### Problem
For the entries below, print exactly the lines between the line holding "world_size, address, port);" and the line holding "let config = Arc::new(config.clone());", inclusive, and nothing else.

Dataset entries
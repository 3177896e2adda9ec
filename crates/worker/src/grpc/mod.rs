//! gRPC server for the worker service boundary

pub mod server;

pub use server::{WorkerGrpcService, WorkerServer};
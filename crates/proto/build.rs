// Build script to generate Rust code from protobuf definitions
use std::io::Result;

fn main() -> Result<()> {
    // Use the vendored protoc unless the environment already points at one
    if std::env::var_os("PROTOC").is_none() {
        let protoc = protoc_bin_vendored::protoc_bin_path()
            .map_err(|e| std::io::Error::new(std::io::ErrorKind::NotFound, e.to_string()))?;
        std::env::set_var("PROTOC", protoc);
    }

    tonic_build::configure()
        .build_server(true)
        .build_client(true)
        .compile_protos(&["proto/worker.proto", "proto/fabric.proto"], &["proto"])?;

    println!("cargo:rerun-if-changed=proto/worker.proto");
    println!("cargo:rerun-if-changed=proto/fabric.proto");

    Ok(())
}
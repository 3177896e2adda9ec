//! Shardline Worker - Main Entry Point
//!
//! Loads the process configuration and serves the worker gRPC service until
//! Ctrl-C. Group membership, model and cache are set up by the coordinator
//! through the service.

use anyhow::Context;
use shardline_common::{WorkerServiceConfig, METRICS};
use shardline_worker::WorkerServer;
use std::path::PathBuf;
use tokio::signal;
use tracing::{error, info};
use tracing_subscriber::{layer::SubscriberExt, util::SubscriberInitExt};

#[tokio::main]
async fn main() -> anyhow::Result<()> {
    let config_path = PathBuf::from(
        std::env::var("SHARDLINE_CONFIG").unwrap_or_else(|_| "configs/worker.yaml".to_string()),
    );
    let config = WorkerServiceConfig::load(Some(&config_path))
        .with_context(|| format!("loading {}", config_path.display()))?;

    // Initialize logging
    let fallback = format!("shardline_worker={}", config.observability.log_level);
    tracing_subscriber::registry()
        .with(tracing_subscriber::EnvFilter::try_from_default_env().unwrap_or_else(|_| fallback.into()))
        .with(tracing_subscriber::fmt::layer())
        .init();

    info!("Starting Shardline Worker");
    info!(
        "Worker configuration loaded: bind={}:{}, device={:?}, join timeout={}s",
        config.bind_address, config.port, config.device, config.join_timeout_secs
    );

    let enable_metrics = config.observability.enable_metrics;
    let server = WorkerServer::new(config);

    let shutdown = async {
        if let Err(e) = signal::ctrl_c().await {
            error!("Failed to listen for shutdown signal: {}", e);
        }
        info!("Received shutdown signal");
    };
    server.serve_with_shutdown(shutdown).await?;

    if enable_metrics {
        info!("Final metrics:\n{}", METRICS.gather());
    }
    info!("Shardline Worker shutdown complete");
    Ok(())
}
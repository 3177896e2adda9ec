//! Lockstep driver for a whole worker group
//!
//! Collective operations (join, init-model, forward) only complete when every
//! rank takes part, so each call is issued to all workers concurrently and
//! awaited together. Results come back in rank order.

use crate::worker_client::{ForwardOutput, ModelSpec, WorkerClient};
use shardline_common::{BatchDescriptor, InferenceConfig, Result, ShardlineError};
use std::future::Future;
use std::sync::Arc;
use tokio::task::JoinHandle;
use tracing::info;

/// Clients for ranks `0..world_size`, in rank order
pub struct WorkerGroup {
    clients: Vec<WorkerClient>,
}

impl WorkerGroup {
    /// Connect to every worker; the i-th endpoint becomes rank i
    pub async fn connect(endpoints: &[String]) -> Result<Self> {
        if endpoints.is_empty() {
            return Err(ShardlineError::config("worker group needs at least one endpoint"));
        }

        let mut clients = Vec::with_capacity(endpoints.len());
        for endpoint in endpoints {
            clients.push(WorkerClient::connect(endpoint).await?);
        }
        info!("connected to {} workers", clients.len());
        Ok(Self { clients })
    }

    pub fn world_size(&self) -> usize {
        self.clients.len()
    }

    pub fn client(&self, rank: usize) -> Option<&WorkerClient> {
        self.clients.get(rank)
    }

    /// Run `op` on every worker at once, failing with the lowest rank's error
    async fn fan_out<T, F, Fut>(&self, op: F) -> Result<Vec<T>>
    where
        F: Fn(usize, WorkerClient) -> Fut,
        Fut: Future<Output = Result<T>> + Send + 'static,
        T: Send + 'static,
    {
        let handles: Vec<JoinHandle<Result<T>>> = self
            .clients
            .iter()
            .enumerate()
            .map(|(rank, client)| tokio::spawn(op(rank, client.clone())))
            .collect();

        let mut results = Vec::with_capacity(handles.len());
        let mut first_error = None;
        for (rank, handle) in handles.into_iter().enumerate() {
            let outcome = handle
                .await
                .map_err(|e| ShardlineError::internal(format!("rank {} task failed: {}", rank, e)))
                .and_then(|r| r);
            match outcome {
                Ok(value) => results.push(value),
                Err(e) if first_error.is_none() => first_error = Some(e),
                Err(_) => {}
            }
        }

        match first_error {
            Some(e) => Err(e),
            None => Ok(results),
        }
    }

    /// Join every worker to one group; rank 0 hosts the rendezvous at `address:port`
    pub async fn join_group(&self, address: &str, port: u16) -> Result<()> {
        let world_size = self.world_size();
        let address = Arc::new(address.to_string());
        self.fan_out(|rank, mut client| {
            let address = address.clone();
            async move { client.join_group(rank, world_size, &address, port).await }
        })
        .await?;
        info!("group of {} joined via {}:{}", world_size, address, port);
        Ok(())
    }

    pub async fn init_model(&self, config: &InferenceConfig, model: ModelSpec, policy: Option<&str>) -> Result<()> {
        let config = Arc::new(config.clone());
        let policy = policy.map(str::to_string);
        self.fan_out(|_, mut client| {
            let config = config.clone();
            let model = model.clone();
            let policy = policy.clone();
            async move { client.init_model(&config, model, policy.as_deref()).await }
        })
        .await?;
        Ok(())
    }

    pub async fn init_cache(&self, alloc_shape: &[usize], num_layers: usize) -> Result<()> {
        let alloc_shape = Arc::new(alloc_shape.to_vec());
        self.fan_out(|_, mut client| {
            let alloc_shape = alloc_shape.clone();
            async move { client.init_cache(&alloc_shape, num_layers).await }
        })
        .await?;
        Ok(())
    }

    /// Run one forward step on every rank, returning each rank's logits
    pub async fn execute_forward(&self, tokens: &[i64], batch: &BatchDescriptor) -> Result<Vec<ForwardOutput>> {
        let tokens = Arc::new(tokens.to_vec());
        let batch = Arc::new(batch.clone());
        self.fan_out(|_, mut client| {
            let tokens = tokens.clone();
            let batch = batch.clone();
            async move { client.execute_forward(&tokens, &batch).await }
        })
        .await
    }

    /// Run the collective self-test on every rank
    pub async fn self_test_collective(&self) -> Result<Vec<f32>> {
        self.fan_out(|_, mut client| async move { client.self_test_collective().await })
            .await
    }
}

### Solution to the problem
        info!("group of {} joined via {}:{}", world_size, address, port);
        Ok(())
    }

    pub async fn init_model(&self, config: &InferenceConfig, model: ModelSpec, policy: Option<&str>) -> Result<()> {
        let config = Arc::new(config.clone());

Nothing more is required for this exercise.